Hepatocellular carcinoma (HCC) is a major global health issue, ranking as the sixth most common cancer and a leading cause of cancer-related deaths worldwide. Risk factors for HCC include chronic hepatitis B and C, obesity, alcohol abuse, diabetes, and metabolic disorders. Current treatments, such as surgery, transplantation, and chemotherapy, are often ineffective in advanced stages due to tumor resistance and the inability to target key oncogenic pathways. Recent advances in small interfering RNA (siRNA) therapy offer a promising solution to silence these pathways and hinder tumor progression.
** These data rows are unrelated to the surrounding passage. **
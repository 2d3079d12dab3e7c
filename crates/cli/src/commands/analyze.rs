use std::sync::Arc;

use crate::commands::CommandResult;
use salit_core::config::{AppConfig, LoadOptions};
use salit_core::SystemClock;
use salit_db::repositories::{
    SqlItemHistoryRepository, SqlPatternRepository, SqlPredictionRepository,
    SqlProductAnalyticsRepository,
};
use salit_db::{connect, migrations, AnalyticsRunError, AnalyticsRunner};

pub fn run(user_id: &str) -> CommandResult {
    let config = match AppConfig::load(LoadOptions::default()) {
        Ok(config) => config,
        Err(error) => {
            return CommandResult::failure(
                "analyze",
                "config_validation",
                format!("configuration issue: {error}"),
                2,
            );
        }
    };

    let runtime = match tokio::runtime::Builder::new_current_thread().enable_all().build() {
        Ok(runtime) => runtime,
        Err(error) => {
            return CommandResult::failure(
                "analyze",
                "runtime_init",
                format!("failed to initialize async runtime: {error}"),
                3,
            );
        }
    };

    let result = runtime.block_on(async {
        let pool = connect(&config.database)
            .await
            .map_err(|error| ("db_connectivity", error.to_string(), 4u8))?;

        migrations::run_pending(&pool)
            .await
            .map_err(|error| ("migration", error.to_string(), 5u8))?;

        let runner = AnalyticsRunner::new(
            Arc::new(SqlItemHistoryRepository::new(pool.clone())),
            Arc::new(SqlProductAnalyticsRepository::new(pool.clone())),
            Arc::new(SqlPredictionRepository::new(pool.clone())),
            Arc::new(SqlPatternRepository::new(pool.clone())),
            Arc::new(SystemClock),
        );

        let summary = runner.run(user_id).await.map_err(|error| match error {
            AnalyticsRunError::MissingUser => ("missing_user", error.to_string(), 6u8),
            AnalyticsRunError::Repository(_) => ("analytics_run", error.to_string(), 7u8),
        })?;

        pool.close().await;
        Ok::<salit_db::RunSummary, (&'static str, String, u8)>(summary)
    });

    match result {
        Ok(summary) => CommandResult::success(
            "analyze",
            format!(
                "processed {} products, generated {} predictions",
                summary.processed_products, summary.predictions_generated
            ),
        ),
        Err((error_class, message, exit_code)) => {
            CommandResult::failure("analyze", error_class, message, exit_code)
        }
    }
}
Nanoparticles, especially lipid-based nanoparticles (LNPs) like liposomes, solid lipid nanoparticles, exosomes etc. have emerged as an effective platform for siRNA delivery. LNPs provide critical advantages, including protection of siRNA from enzymatic degradation, improved cellular uptake, and precise tumor targeting through functionalization strategies. Compared to polymeric and metallic nanocarriers, LNPs demonstrate superior biocompatibility, biodegradability, and safety profiles. Furthermore, their ability to exploit natural mechanisms, such as apolipoprotein E (ApoE)-mediated uptake via low-density lipoprotein receptors on hepatocytes, enhances liver-specific delivery. This review explores advancements in siRNA therapeutics for HCC, highlighting nanoparticle-based delivery, cell signaling targets, and synthesis strategies. It also examines AI's role in optimizing siRNA design, formulation, and personalized treatment. These innovations enhance pathway-specific therapies, advancing clinical translation and improving HCC outcomes.